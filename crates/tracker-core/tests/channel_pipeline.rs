//! Integration tests for the classification + channel pipeline.
//!
//! These tests feed raw OS event identifiers through each platform's classification
//! rules and push the results through a real [`EventChannel`], checking what
//! the consumer finally observes.

use std::sync::mpsc;
use std::time::Duration;

use tracker_core::classify::{evdev, quartz, win32};
use tracker_core::classify::evdev::{EV_KEY, EV_REL, EV_SYN, REL_X};
use tracker_core::{EventChannel, EventKind, InputEvent};

const WAIT: Duration = Duration::from_secs(5);

/// Pushes `events` through a fresh channel and returns what the consumer saw.
fn deliver(events: impl IntoIterator<Item = InputEvent>) -> Vec<(String, i64)> {
    let (tx, rx) = mpsc::channel();
    let mut channel = EventChannel::open(move |kind: EventKind, code: i64| {
        tx.send((kind.as_str().to_string(), code)).ok();
    })
    .expect("open channel");
    let sink = channel.sink();

    for event in events {
        sink.push(event).expect("push");
    }
    channel.close();
    assert!(channel.join(WAIT), "dispatch thread must exit after close");

    rx.try_iter().collect()
}

fn expected_scenario() -> Vec<(String, i64)> {
    vec![
        ("key".to_string(), 65),
        ("mouse".to_string(), 0),
        ("key".to_string(), 65),
    ]
}

// ── Tests ─────────────────────────────────────────────────────────────────────

#[test]
fn test_evdev_press_move_release_reaches_consumer_in_order() {
    // Arrange: key press, sync, relative move, sync, key release
    let stream = [
        (EV_KEY, 65),
        (EV_SYN, 0),
        (EV_REL, REL_X),
        (EV_SYN, 0),
        (EV_KEY, 65),
    ];

    // Act
    let events = stream
        .iter()
        .filter_map(|&(event_type, code)| evdev::classify(event_type, code));
    let seen = deliver(events);

    // Assert – the two SYN events are silently dropped
    assert_eq!(seen, expected_scenario());
}

#[test]
fn test_win32_press_move_release_reaches_consumer_in_order() {
    let events = [
        win32::classify_keyboard(win32::WM_KEYDOWN, 65),
        win32::classify_mouse(win32::WM_MOUSEMOVE),
        win32::classify_keyboard(win32::WM_KEYUP, 65),
    ];

    let seen = deliver(events.into_iter().flatten());

    assert_eq!(
        seen,
        vec![
            ("key".to_string(), 65),
            ("mouse".to_string(), i64::from(win32::WM_MOUSEMOVE)),
            ("key".to_string(), 65),
        ]
    );
}

#[test]
fn test_quartz_press_move_release_reaches_consumer_in_order() {
    let events = [
        quartz::classify(quartz::KEY_DOWN, 65),
        quartz::classify(quartz::MOUSE_MOVED, 0),
        quartz::classify(quartz::TAP_DISABLED_BY_TIMEOUT, 0),
        quartz::classify(quartz::KEY_UP, 65),
    ];

    let seen = deliver(events.into_iter().flatten());

    assert_eq!(
        seen,
        vec![
            ("key".to_string(), 65),
            ("mouse".to_string(), i64::from(quartz::MOUSE_MOVED)),
            ("key".to_string(), 65),
        ]
    );
}

#[test]
fn test_n_events_produce_exactly_n_notifications() {
    let events: Vec<InputEvent> = (0..500)
        .map(|i| {
            if i % 3 == 0 {
                InputEvent::mouse(i)
            } else {
                InputEvent::key(i)
            }
        })
        .collect();

    let seen = deliver(events.clone());

    assert_eq!(seen.len(), events.len());
    for (event, (kind, code)) in events.iter().zip(&seen) {
        assert_eq!(event.kind.as_str(), kind);
        assert_eq!(event.code, *code);
    }
}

- What you need to do: Given the records above, restate word for word only the lines starting at the one with "the consumer saw." and ending at the one with "let sink = channel.sink();".

- Exercise result:
/// Pushes `events` through a fresh channel and returns what the consumer saw.
fn deliver(events: impl IntoIterator<Item = InputEvent>) -> Vec<(String, i64)> {
    let (tx, rx) = mpsc::channel();
    let mut channel = EventChannel::open(move |kind: EventKind, code: i64| {
        tx.send((kind.as_str().to_string(), code)).ok();
    })
    .expect("open channel");
    let sink = channel.sink();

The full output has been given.